私が高校3年生の頃に、同じクラスのA子が自殺しました。
原因は大学進学の悩みだったそうで、A子と仲の良かった子は勿論、私も凄く悲しかった出来事でした。
私達は高校を卒業した後もA子の命日には必ずお墓参りへ行ったり、A子のお家へお線香を上げに行きました。
A子のご両親はいつも落ち込んだ様子でしたが、「A子の事を忘れないでくれてありがとう」と言ってくれました。
私達が20歳になった時に、クラス会を開く事になりました。
クラス会は大盛り上がりで当時の担任の先生も大変喜んでくださいました。
夜23時頃まで想い出話に花を咲かせていたと思います、A子の話しも出て「あの子も一緒に大人になりたかったね」と言っていました。
そしてそろそろお開きにという事で、それぞれ家路へつく事になりました。

私や他の数名は最終電車を乗り過ごしてしまったので、お酒を飲んでいない同級生に車で送ってもらう事になりました。
その道の途中には恐ろしい怪談で有名な場所があり、それはその場所を通ると憑りつかれ一緒にあの世へ連れていかれるというものです。
普段なら何とかその道を通らないように避けますが、運悪く他の道が工事中等で混んでいたので仕方なくそこを通る事になりました。
しかしその道を通っている最中に恐ろしい事が起きたのです。

車内ではラジオをかけていたのですが、先程までは綺麗に聞こえていたのがブツブツと途切れるようになってしまいました。
ただの偶然だ、電波が悪いだけだと皆で励まし合っていましたが、運転手が急ブレーキをかけていきなり車を止めたのです。
どうしたのかと思ったら真っ青な顔で「後ろ…後ろ…」と言います。
恐る恐る振り向くと、後ろの窓に顔の焼けただれ手足が蜘蛛のように多い、人のようなモノがべったりとくっついていました。
ソレはけたけた笑いながら窓を手足でドンドン叩いていて、今にも割って車内に入ってきそうな勢いです。
私達は皆、金縛りにあったように体が動かずどうする事も出来ずにいました。

ドンッ!ドンッ!という音が大きく響きその度にガラスがミシミシと音を立てて、いよいよ割られる!という時に女性の声が聞こえました。
「もう動けるから、大丈夫だから、早く逃げて」そう聞こえた途端に運転手も皆も体が自由になって、その場から去る事が出来ました。
もう大丈夫だろうという場所まできた時に「あの声ってA子だよね?」と誰かが言いました。

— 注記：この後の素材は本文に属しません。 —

pub mod library;
pub mod navigator;
pub mod session;
pub mod util;

mod app_state;
pub use app_state::{AppState, AppStateError};

mod logic;
pub use logic::{Logic, LogicArgs};

mod playback_thread;

mod tokio_thread;

pub use library::{CuratedView, Library};
pub use session::{
    Generation, MediaEvent, MediaEventKind, MediaRequest, PlaybackSession, PlaybackState,
    SessionError, SessionSnapshot,
};
pub use sonance_cms as cms;
pub use sonance_state;
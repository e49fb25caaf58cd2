use ratatui::layout::{Constraint, Direction, Layout, Rect};
use sonance_core::CuratedView;
use unicode_width::UnicodeWidthStr as _;

// ── Main vertical layout ────────────────────────────────────────────────────

pub const NOW_PLAYING_HEIGHT: u16 = 3;
pub const PROGRESS_BAR_HEIGHT: u16 = 1;
pub const TABS_HEIGHT: u16 = 1;
pub const SEARCH_HEIGHT: u16 = 1;
pub const CONTENT_MIN_HEIGHT: u16 = 3;
pub const HELP_BAR_HEIGHT: u16 = 1;

pub struct MainLayout {
    pub now_playing: Rect,
    pub progress_bar: Rect,
    pub tabs: Rect,
    pub search: Rect,
    pub content: Rect,
    pub help_bar: Rect,
}

pub fn split_main(area: Rect) -> MainLayout {
    let chunks = Layout::default()
        .direction(Direction::Vertical)
        .constraints([
            Constraint::Length(NOW_PLAYING_HEIGHT),
            Constraint::Length(PROGRESS_BAR_HEIGHT),
            Constraint::Length(TABS_HEIGHT),
            Constraint::Length(SEARCH_HEIGHT),
            Constraint::Min(CONTENT_MIN_HEIGHT),
            Constraint::Length(HELP_BAR_HEIGHT),
        ])
        .split(area);
    MainLayout {
        now_playing: chunks[0],
        progress_bar: chunks[1],
        tabs: chunks[2],
        search: chunks[3],
        content: chunks[4],
        help_bar: chunks[5],
    }
}

// ── Now-playing horizontal layout ───────────────────────────────────────────

pub const TRACK_INFO_MIN_WIDTH: u16 = 20;
pub const STATUS_WIDTH: u16 = 18;

pub struct NowPlayingLayout {
    pub track_info: Rect,
    pub status: Rect,
}

pub fn split_now_playing(area: Rect) -> NowPlayingLayout {
    let chunks = Layout::default()
        .direction(Direction::Horizontal)
        .constraints([
            Constraint::Min(TRACK_INFO_MIN_WIDTH),
            Constraint::Length(STATUS_WIDTH),
        ])
        .split(area);
    NowPlayingLayout {
        track_info: chunks[0],
        status: chunks[1],
    }
}

// ── Progress bar ────────────────────────────────────────────────────────────

/// Maps a click at column `x` on `bar` to a fraction of the track, or `None`
/// if the click missed the bar.
pub fn seek_fraction_at(bar: Rect, x: u16, y: u16) -> Option<f64> {
    if bar.width == 0 || !contains(bar, x, y) {
        return None;
    }
    Some((x - bar.x) as f64 / bar.width as f64)
}

// ── View tabs ───────────────────────────────────────────────────────────────

pub const TAB_PADDING: u16 = 1;
pub const TAB_SEPARATOR: &str = "\u{2502}";

/// Column ranges `[start, end)` occupied by each view's tab label, in the
/// order they are drawn.
pub fn view_tab_ranges(area: Rect) -> Vec<(u16, u16, CuratedView)> {
    let separator = TAB_SEPARATOR.width() as u16;
    let mut x = area.x;
    let mut ranges = Vec::with_capacity(CuratedView::ALL.len());
    for view in CuratedView::ALL {
        let width = view.as_str().width() as u16 + 2 * TAB_PADDING;
        ranges.push((x, x + width, view));
        x += width + separator;
    }
    ranges
}

pub fn view_tab_at(area: Rect, x: u16, y: u16) -> Option<CuratedView> {
    if !contains(area, x, y) {
        return None;
    }
    view_tab_ranges(area)
        .into_iter()
        .find(|(start, end, _)| x >= *start && x < *end)
        .map(|(_, _, view)| view)
}

// ── Interaction constants ───────────────────────────────────────────────────

pub const PAGE_SCROLL_SIZE: usize = 20;
pub const SCROLL_WHEEL_STEPS: usize = 3;
pub const SEEK_STEP_SECS: i64 = 5;
pub const VOLUME_STEP: f32 = 0.05;

// ── Log view ────────────────────────────────────────────────────────────────

pub const LOG_TARGET_WIDTH: usize = 24;
pub const LOG_TARGET_SUFFIX_LEN: usize = 21;

pub fn contains(area: Rect, x: u16, y: u16) -> bool {
    x >= area.x && x < area.x + area.width && y >= area.y && y < area.y + area.height
}

#[cfg(test)]
mod tests {
    use super::*;

    #[test]
    fn test_split_main_stacks_rows() {
        let main = split_main(Rect::new(0, 0, 80, 24));
        assert_eq!(main.now_playing.height, NOW_PLAYING_HEIGHT);
        assert_eq!(main.progress_bar.y, NOW_PLAYING_HEIGHT);
        assert_eq!(main.tabs.y, main.progress_bar.y + 1);
        assert_eq!(main.search.y, main.tabs.y + 1);
        assert_eq!(main.help_bar.y, 23);
        assert_eq!(main.content.height, 24 - 3 - 1 - 1 - 1 - 1);
    }

    #[test]
    fn test_seek_fraction_maps_click_offset() {
        let bar = Rect::new(10, 3, 100, 1);
        assert_eq!(seek_fraction_at(bar, 10, 3), Some(0.0));
        assert_eq!(seek_fraction_at(bar, 35, 3), Some(0.25));
        assert_eq!(seek_fraction_at(bar, 60, 3), Some(0.5));
        assert_eq!(seek_fraction_at(bar, 109, 3), Some(0.99));
    }

    #[test]
    fn test_seek_fraction_ignores_clicks_off_the_bar() {
        let bar = Rect::new(10, 3, 100, 1);
        assert_eq!(seek_fraction_at(bar, 9, 3), None);
        assert_eq!(seek_fraction_at(bar, 110, 3), None);
        assert_eq!(seek_fraction_at(bar, 50, 4), None);
        assert_eq!(seek_fraction_at(Rect::new(0, 0, 0, 1), 0, 0), None);
    }

    #[test]
    fn test_view_tabs_are_hit_by_their_labels() {
        let area = Rect::new(0, 4, 80, 1);
        // " For You " spans 0..9, then the separator, then " Top Tracks ".
        assert_eq!(view_tab_at(area, 0, 4), Some(CuratedView::ForYou));
        assert_eq!(view_tab_at(area, 8, 4), Some(CuratedView::ForYou));
        assert_eq!(view_tab_at(area, 9, 4), None);
        assert_eq!(view_tab_at(area, 10, 4), Some(CuratedView::TopTracks));
        assert_eq!(view_tab_at(area, 21, 4), Some(CuratedView::TopTracks));
        assert_eq!(view_tab_at(area, 22, 4), None);
        assert_eq!(view_tab_at(area, 2, 5), None);
    }
}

後日お礼も兼ねてA子のお宅へあの時のメンバーでお線香を上げに行くと、お母様が「○月○日の○時頃に、急にA子の仏壇がガタガタ揺れたの。何かあったのかしら」と言いました。
その日のその時間は正しくあの恐ろしい体験をした時で、A子が私達を助けてくれたんだと知りました。
優しかったA子のおかげで、本当に救われました。